■ **Stored data**:

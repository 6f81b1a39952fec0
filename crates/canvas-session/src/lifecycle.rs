//! Session lifecycle state machine.
//!
//! ```text
//! Uninitialized ─► Initializing ─► AwaitingContent ─► Ready
//!        └──────────────┴────────────────┴─────────────┴──► Disposed
//! ```
//!
//! History operations are only permitted in `Ready`; everything else is a
//! logged no-op.

use serde::Serialize;
use std::fmt;
use thiserror::Error;

#[derive(Debug, Clone, Copy, PartialEq, Eq, Hash, Serialize)]
#[serde(rename_all = "camelCase")]
pub enum SessionState {
    Uninitialized,
    Initializing,
    AwaitingContent,
    Ready,
    Disposed,
}

impl fmt::Display for SessionState {
    fn fmt(&self, f: &mut fmt::Formatter<'_>) -> fmt::Result {
        let name = match self {
            SessionState::Uninitialized => "uninitialized",
            SessionState::Initializing => "initializing",
            SessionState::AwaitingContent => "awaiting-content",
            SessionState::Ready => "ready",
            SessionState::Disposed => "disposed",
        };
        f.write_str(name)
    }
}

/// Operations gated on the lifecycle.
#[derive(Debug, Clone, Copy, PartialEq, Eq)]
pub enum Operation {
    Save,
    Undo,
    Redo,
    Restore,
}

#[derive(Debug, Clone, PartialEq, Eq, Error)]
pub enum LifecycleError {
    #[error("session is already {0}")]
    AlreadyInitialized(SessionState),
    #[error("session has been disposed")]
    Disposed,
    #[error("cannot go from {from} to {to}")]
    InvalidTransition {
        from: SessionState,
        to: SessionState,
    },
}

/// A state change, for observers.
#[derive(Debug, Clone, Copy, PartialEq, Eq)]
pub struct Transition {
    pub from: SessionState,
    pub to: SessionState,
}

#[derive(Debug, Clone)]
pub struct Lifecycle {
    state: SessionState,
    last_error: Option<String>,
}

impl Default for Lifecycle {
    fn default() -> Self {
        Self::new()
    }
}

impl Lifecycle {
    pub fn new() -> Self {
        Self {
            state: SessionState::Uninitialized,
            last_error: None,
        }
    }

    pub fn state(&self) -> SessionState {
        self.state
    }

    pub fn is_ready(&self) -> bool {
        self.state == SessionState::Ready
    }

    pub fn is_disposed(&self) -> bool {
        self.state == SessionState::Disposed
    }

    /// Message of the most recent engine or content failure.
    pub fn last_error(&self) -> Option<&str> {
        self.last_error.as_deref()
    }

    fn advance(
        &mut self,
        expected: SessionState,
        to: SessionState,
    ) -> Result<Transition, LifecycleError> {
        let from = self.state;
        if from == SessionState::Disposed {
            return Err(LifecycleError::Disposed);
        }
        if from != expected {
            return Err(LifecycleError::InvalidTransition { from, to });
        }
        self.state = to;
        log::debug!("lifecycle: {from} -> {to}");
        Ok(Transition { from, to })
    }

    /// Start acquiring the engine. Only allowed once.
    pub fn begin_initializing(&mut self) -> Result<Transition, LifecycleError> {
        match self.state {
            SessionState::Uninitialized => {
                self.advance(SessionState::Uninitialized, SessionState::Initializing)
            }
            SessionState::Disposed => Err(LifecycleError::Disposed),
            other => Err(LifecycleError::AlreadyInitialized(other)),
        }
    }

    /// The engine reported ready.
    pub fn engine_ready(&mut self) -> Result<Transition, LifecycleError> {
        let transition = self.advance(SessionState::Initializing, SessionState::AwaitingContent)?;
        self.last_error = None;
        Ok(transition)
    }

    /// Engine acquisition failed. The session stays in `Initializing` so
    /// the host can retry.
    pub fn engine_failed(&mut self, message: impl Into<String>) {
        let message = message.into();
        log::warn!("lifecycle: engine unavailable: {message}");
        self.last_error = Some(message);
    }

    /// Starter content is in place and the first snapshot was recorded.
    pub fn content_loaded(&mut self) -> Result<Transition, LifecycleError> {
        let transition = self.advance(SessionState::AwaitingContent, SessionState::Ready)?;
        self.last_error = None;
        Ok(transition)
    }

    /// Content fetch failed. The session stays in `AwaitingContent`.
    pub fn content_failed(&mut self, message: impl Into<String>) {
        let message = message.into();
        log::warn!("lifecycle: content load failed: {message}");
        self.last_error = Some(message);
    }

    /// Move to `Disposed`. Returns `None` if already disposed.
    pub fn dispose(&mut self) -> Option<Transition> {
        if self.state == SessionState::Disposed {
            return None;
        }
        let from = self.state;
        self.state = SessionState::Disposed;
        log::debug!("lifecycle: {from} -> disposed");
        Some(Transition {
            from,
            to: SessionState::Disposed,
        })
    }

    /// Whether `op` may run now. Refusals are logged, not raised.
    pub fn permits(&self, op: Operation) -> bool {
        let allowed = self.state == SessionState::Ready;
        if !allowed {
            log::debug!("lifecycle: {op:?} ignored while {}", self.state);
        }
        allowed
    }
}

#[cfg(test)]
mod tests {
    use super::*;

    #[test]
    fn happy_path() {
        let mut lc = Lifecycle::new();
        assert!(!lc.permits(Operation::Save));
        lc.begin_initializing().unwrap();
        lc.engine_ready().unwrap();
        assert!(!lc.permits(Operation::Undo));
        assert!(!lc.permits(Operation::Restore));
        let t = lc.content_loaded().unwrap();
        assert_eq!(
            t,
            Transition {
                from: SessionState::AwaitingContent,
                to: SessionState::Ready
            }
        );
        assert!(lc.permits(Operation::Redo));
        assert!(lc.permits(Operation::Restore));
    }

    #[test]
    fn reentry_is_rejected() {
        let mut lc = Lifecycle::new();
        lc.begin_initializing().unwrap();
        assert_eq!(
            lc.begin_initializing(),
            Err(LifecycleError::AlreadyInitialized(SessionState::Initializing))
        );
    }

    #[test]
    fn content_loaded_only_once() {
        let mut lc = Lifecycle::new();
        lc.begin_initializing().unwrap();
        lc.engine_ready().unwrap();
        lc.content_loaded().unwrap();
        assert!(matches!(
            lc.content_loaded(),
            Err(LifecycleError::InvalidTransition { .. })
        ));
    }

    #[test]
    fn failures_keep_state() {
        let mut lc = Lifecycle::new();
        lc.begin_initializing().unwrap();
        lc.engine_failed("no canvas element");
        assert_eq!(lc.state(), SessionState::Initializing);
        assert_eq!(lc.last_error(), Some("no canvas element"));

        lc.engine_ready().unwrap();
        assert_eq!(lc.last_error(), None);
        lc.content_failed("404");
        assert_eq!(lc.state(), SessionState::AwaitingContent);
    }

    #[test]
    fn dispose_is_idempotent_and_terminal() {
        let mut lc = Lifecycle::new();
        assert!(lc.dispose().is_some());
        assert!(lc.dispose().is_none());
        assert_eq!(lc.begin_initializing(), Err(LifecycleError::Disposed));
        assert!(!lc.permits(Operation::Save));
    }
}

■ **Goal of the exercise**: What lines above hold the word "InvalidTransition"? Pull each one out.

■ **Task output**:
    InvalidTransition {
            return Err(LifecycleError::InvalidTransition { from, to });
            Err(LifecycleError::InvalidTransition { .. })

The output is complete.